Writing for Blogs: Expertise as a Lens on Current Events

Expertise is important to the continuous production and posting of content on a blog. You cannot keep up the pace of multi-weekly posts if you do not have a sense of your own expertise. Yet, this is not the only requirement. Expertise also does not alone equal rankings and readership in today’s social media-fueled and interactions-based content evaluation landscape. If people are not reading and interacting, it does not matter how good your content may be.

The bottom line is that shaping your posts in the context of current events provides more traffic possibilities. As a result, you need a two pronged strategy for accomplishing this easily. Step 1 is to maintain a list of story ideas. I suggest 9 (3 times 3). Step 2 is to stay aware of current events, news items, research publications, and pop culture topics that percolate today, this week, and this month. Rather than thinking that this means having no filter, realize that the filter is your expertise and interests. What you find interesting is how you choose what to connect.

Step 1: Story Idea List
Some may think that a Story Idea List disrupts the intention to remain current. I explain that the story idea list is one sure way of expressing your expertise and respecting a particular audience. The main goal of a writer is to connect with an audience. The content has to be targeted toward a particular segment of the readership. This readership has a certain sensibility, comfort, and expectation about the article topics they find worth reading.

Outlining is still the best beginning to a writing project, has been that way since grade school. For blogging, I suggest outlining with a rhetorical style mirroring a homily. In writing, you think of this as composition style. The two thoughts together best present my point. Outline the passion and emotion. Outline briefly, 3 points maximum. Outline in order: introduction, point 1, point 2, point 3, summary.

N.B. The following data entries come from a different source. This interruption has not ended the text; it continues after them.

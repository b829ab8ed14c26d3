//! CLI commands for relx.

pub mod artifact;

use crate::context::ContextArgs;
use clap::{Parser, Subcommand};
use std::path::PathBuf;

/// relx - release tooling for Open Build Service projects
#[derive(Parser, Debug)]
#[command(name = "relx")]
#[command(author, version, about, long_about = None)]
#[command(propagate_version = true)]
pub struct Cli {
    /// Increase log verbosity (-v info, -vv debug, -vvv trace)
    #[arg(short, long, global = true, action = clap::ArgAction::Count)]
    pub verbose: u8,

    /// Only log errors
    #[arg(short, long, global = true, conflicts_with = "verbose")]
    pub quiet: bool,

    /// Configuration file (overrides $RELX_CONFIG_FILE and the default locations)
    #[arg(short, long, global = true, value_name = "FILE")]
    pub config: Option<PathBuf>,

    /// Disable ANSI colors
    #[arg(long, global = true)]
    pub no_ansi: bool,

    #[command(subcommand)]
    pub command: Commands,
}

impl Cli {
    /// Arguments that shape the shared command context.
    pub fn to_context_args(&self) -> ContextArgs {
        ContextArgs {
            config: self.config.clone(),
            quiet: self.quiet,
            no_ansi: self.no_ansi,
        }
    }
}

/// Available commands
#[derive(Subcommand, Debug)]
pub enum Commands {
    /// List the build artifacts of an OBS project
    #[command(alias = "artifacts")]
    Artifact(artifact::ArtifactArgs),
}
//! Configuration validation.

use crate::error::{ConfigError, Result};
use crate::types::RelxConfig;
use relx_core::pattern;
use std::fmt;

/// How serious an issue is.
#[derive(Debug, Clone, Copy, PartialEq, Eq, PartialOrd, Ord)]
pub enum Severity {
    /// Reported, loading continues.
    Warning,
    /// Loading fails.
    Error,
}

/// A single finding.
#[derive(Debug, Clone, PartialEq, Eq)]
pub struct ValidationIssue {
    /// Severity.
    pub severity: Severity,
    /// Offending key, e.g. `binary_filter_patterns[2]`.
    pub field: String,
    /// Human-readable message.
    pub message: String,
}

impl fmt::Display for ValidationIssue {
    fn fmt(&self, f: &mut fmt::Formatter<'_>) -> fmt::Result {
        write!(f, "{}: {}", self.field, self.message)
    }
}

/// Outcome of validating a configuration.
#[derive(Debug, Clone, Default)]
pub struct ValidationResult {
    issues: Vec<ValidationIssue>,
}

impl ValidationResult {
    fn push(&mut self, severity: Severity, field: impl Into<String>, message: impl Into<String>) {
        self.issues.push(ValidationIssue {
            severity,
            field: field.into(),
            message: message.into(),
        });
    }

    /// All issues in discovery order.
    #[must_use]
    pub fn issues(&self) -> &[ValidationIssue] {
        &self.issues
    }

    /// Issues of error severity.
    pub fn errors(&self) -> impl Iterator<Item = &ValidationIssue> {
        self.issues.iter().filter(|i| i.severity == Severity::Error)
    }

    /// Issues of warning severity.
    pub fn warnings(&self) -> impl Iterator<Item = &ValidationIssue> {
        self.issues
            .iter()
            .filter(|i| i.severity == Severity::Warning)
    }

    /// Whether any error was found.
    #[must_use]
    pub fn has_errors(&self) -> bool {
        self.errors().next().is_some()
    }

    /// Fail when errors were found.
    ///
    /// # Errors
    /// Returns [`ConfigError::Invalid`] listing every error.
    pub fn into_result(self) -> Result<()> {
        if !self.has_errors() {
            return Ok(());
        }
        let message = self
            .errors()
            .map(ToString::to_string)
            .collect::<Vec<_>>()
            .join("; ");
        Err(ConfigError::Invalid(message))
    }
}

/// Checks a [`RelxConfig`] for values the pipeline cannot use.
#[derive(Debug, Clone, Copy, Default)]
pub struct Validator;

impl Validator {
    /// Create a validator.
    #[must_use]
    pub const fn new() -> Self {
        Self
    }

    /// Validate `config`.
    #[must_use]
    pub fn validate(&self, config: &RelxConfig) -> ValidationResult {
        let mut result = ValidationResult::default();

        if config.max_concurrent_lookups == 0 {
            result.push(
                Severity::Error,
                "max_concurrent_lookups",
                "must be at least 1",
            );
        }

        if config.osc_command.trim().is_empty() {
            result.push(Severity::Error, "osc_command", "must not be empty");
        }

        if !config.obs_api_url.is_empty()
            && !config.obs_api_url.starts_with("https://")
            && !config.obs_api_url.starts_with("http://")
        {
            result.push(
                Severity::Warning,
                "obs_api_url",
                format!("'{}' is not an http(s) URL", config.obs_api_url),
            );
        }

        for (i, rule) in config.package_filter_patterns.iter().enumerate() {
            let field = format!("package_filter_patterns[{i}]");
            if rule.pattern.is_empty() {
                result.push(Severity::Warning, field, "empty pattern never matches");
            } else if let Err(e) = pattern::matches("", &rule.pattern) {
                result.push(Severity::Warning, field, e.to_string());
            }
        }

        for (i, raw) in config.binary_filter_patterns.iter().enumerate() {
            if let Err(e) = pattern::matches("", raw) {
                result.push(
                    Severity::Warning,
                    format!("binary_filter_patterns[{i}]"),
                    e.to_string(),
                );
            }
        }

        result
    }
}
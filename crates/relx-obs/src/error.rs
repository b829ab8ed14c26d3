//! Artifact discovery errors.

use relx_platform::PlatformError;
use std::fmt;
use thiserror::Error;

/// Errors from listing packages and binaries.
#[derive(Error, Debug, Clone, PartialEq, Eq)]
pub enum ObsError {
    /// An external command failed.
    #[error("failed to run '{command}' for {subject}: {source}")]
    Command {
        /// Short form of the command, e.g. `osc ls -b`.
        command: String,
        /// What the command was about, e.g. `package 'foo'`.
        subject: String,
        /// Underlying failure.
        source: PlatformError,
    },

    /// The package listing failed; nothing was enumerated.
    #[error("failed to list packages for project {project}: {source}")]
    ListPackages {
        /// Project being listed.
        project: String,
        /// Underlying failure.
        source: Box<ObsError>,
    },

    /// Binary listing failed for one package.
    #[error("failed to list binaries for package '{package}': {source}")]
    ListBinaries {
        /// Package being listed.
        package: String,
        /// Underlying failure.
        source: Box<ObsError>,
    },

    /// A binary lookup task panicked.
    #[error("binary lookup for package '{package}' panicked")]
    TaskPanicked {
        /// Package the task was listing.
        package: String,
    },

    /// One or more binary lookups failed.
    #[error(transparent)]
    Aggregate(#[from] AggregateError),

    /// A concurrency limit of zero would never schedule anything.
    #[error("concurrency limit must be at least 1")]
    InvalidConcurrency,

    /// Lister-specific failure.
    #[error("{0}")]
    Backend(String),
}

impl ObsError {
    /// Wrap a package-listing failure.
    #[must_use]
    pub fn list_packages(project: impl Into<String>, source: Self) -> Self {
        Self::ListPackages {
            project: project.into(),
            source: Box::new(source),
        }
    }

    /// Wrap a binary-listing failure.
    #[must_use]
    pub fn list_binaries(package: impl Into<String>, source: Self) -> Self {
        Self::ListBinaries {
            package: package.into(),
            source: Box::new(source),
        }
    }

    /// Whether this error, or every error it aggregates, comes from
    /// cancellation.
    #[must_use]
    pub fn is_cancelled(&self) -> bool {
        match self {
            Self::Command { source, .. } => matches!(source, PlatformError::Cancelled { .. }),
            Self::ListPackages { source, .. } | Self::ListBinaries { source, .. } => {
                source.is_cancelled()
            }
            Self::Aggregate(agg) => {
                !agg.errors.is_empty() && agg.errors.iter().all(Self::is_cancelled)
            }
            _ => false,
        }
    }
}

/// Every binary-listing failure of one enumeration.
///
/// Entries are sorted by their message so the text is stable regardless of
/// which task failed first.
#[derive(Debug, Clone, PartialEq, Eq)]
pub struct AggregateError {
    errors: Vec<ObsError>,
}

impl AggregateError {
    /// Collect `errors`, sorted by message.
    #[must_use]
    pub fn new(mut errors: Vec<ObsError>) -> Self {
        errors.sort_by_cached_key(ToString::to_string);
        Self { errors }
    }

    /// Individual failures.
    #[must_use]
    pub fn errors(&self) -> &[ObsError] {
        &self.errors
    }

    /// Number of failures.
    #[must_use]
    pub fn len(&self) -> usize {
        self.errors.len()
    }

    /// Whether no failures were collected.
    #[must_use]
    pub fn is_empty(&self) -> bool {
        self.errors.is_empty()
    }

    /// Consume into the individual failures.
    #[must_use]
    pub fn into_errors(self) -> Vec<ObsError> {
        self.errors
    }
}

impl fmt::Display for AggregateError {
    fn fmt(&self, f: &mut fmt::Formatter<'_>) -> fmt::Result {
        f.write_str("multiple errors occurred while listing binaries: [")?;
        for (i, err) in self.errors.iter().enumerate() {
            if i > 0 {
                f.write_str("; ")?;
            }
            write!(f, "{err}")?;
        }
        f.write_str("]")
    }
}

impl std::error::Error for AggregateError {}

/// Result type for artifact discovery.
pub type Result<T> = std::result::Result<T, ObsError>;
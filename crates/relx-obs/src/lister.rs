//! Lister seams between the pipeline and the build service.

use crate::Result;
use async_trait::async_trait;
use relx_platform::OpContext;

/// Lists the packages of a project.
#[async_trait]
pub trait PackageLister: Send + Sync {
    /// Package names of `project`, trimmed, without blank entries.
    async fn list_packages(&self, ctx: &OpContext, project: &str) -> Result<Vec<String>>;
}

/// Lists the published binaries of a package.
#[async_trait]
pub trait BinaryLister: Send + Sync {
    /// Binary artifact names of `package` in `project`.
    ///
    /// An empty `repository` means the build service's default.
    async fn list_binaries(
        &self,
        ctx: &OpContext,
        project: &str,
        package: &str,
        repository: &str,
    ) -> Result<Vec<String>>;
}
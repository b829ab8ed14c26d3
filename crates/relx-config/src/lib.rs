//! Configuration management for relx.
//!
//! Configuration is a single JSON file. The first file found wins:
//!
//! 1. `--config <path>`
//! 2. `$RELX_CONFIG_FILE`
//! 3. User config directory (`~/.config/relx/config.json` on Linux)
//! 4. System config (`/etc/relx/config.json`)
//!
//! When no file exists the built-in defaults apply. A file that exists but
//! cannot be read, parsed or validated is always an error.
//!
//! ```json
//! {
//!     "obs_api_url": "https://api.opensuse.org",
//!     "package_filter_patterns": [
//!         {"pattern": "000product*", "repository": "images"}
//!     ],
//!     "binary_filter_patterns": ["*.iso", "*.qcow2"],
//!     "operation_timeout_seconds": 300,
//!     "max_concurrent_lookups": 10
//! }
//! ```
//!
//! # Quick Start
//!
//! ```no_run
//! use relx_config::ConfigLoader;
//!
//! let (config, source) = ConfigLoader::new()
//!     .resolve_or_default()
//!     .expect("failed to load config");
//! println!("loaded from {source}: {} rules", config.package_filter_patterns.len());
//! ```

#![warn(clippy::all)]
#![allow(clippy::module_name_repetitions)]

pub mod error;
pub mod loader;
pub mod types;
pub mod validate;

pub use error::{ConfigError, Result};
pub use loader::{
    CONFIG_ENV_VAR, CONFIG_FILE_NAME, ConfigLoader, ConfigSource, load_file, parse_str,
};
pub use types::{
    DEFAULT_MAX_CONCURRENT_LOOKUPS, DEFAULT_OPERATION_TIMEOUT_SECS, DEFAULT_OSC_COMMAND,
    RelxConfig,
};
pub use validate::{Severity, ValidationIssue, ValidationResult, Validator};

/// Prelude module for common imports.
pub mod prelude {
    pub use crate::error::{ConfigError, Result};
    pub use crate::loader::{ConfigLoader, ConfigSource};
    pub use crate::types::RelxConfig;
    pub use crate::validate::Validator;
}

With this outlining method in mind, I suggest that you project 3 main topics to cover over the next writing period. If you can think of more, feel free to write those, but pick a top three to begin with. Break each of these topics into 3 sub-points. The result is nine blog topics to write on.

Step 2: Relevance and Currency
Now that you have your nine topics, reflect on the current events, news items, research publications, and pop culture topics that have risen to your awareness. Of course, the more passion-engaging the topic is the better. Just remember, you are NOT serving the passion receptors of ALL. You are responding to your own personal insights with the intention of communicating to a specific audience.

Your writing may not take you into the sensation of Kardashians, American Idol, Downtown Abbey, or the season finale of Scandal. Your research items may not make mention of Neil deGrasse Tyson, NASA expenditures, or the federal budget for mental health. But, these topics are popular. Many of them are complex–or at least you are motivated by them to comment on the complexity in the world. Use pop culture to your advantage. Consider that the opportunity is to provide depth of commentary from a sensationalized topic point. Write well, and your readers will want more of the substance and understanding serving to contextualize the fluff and noise.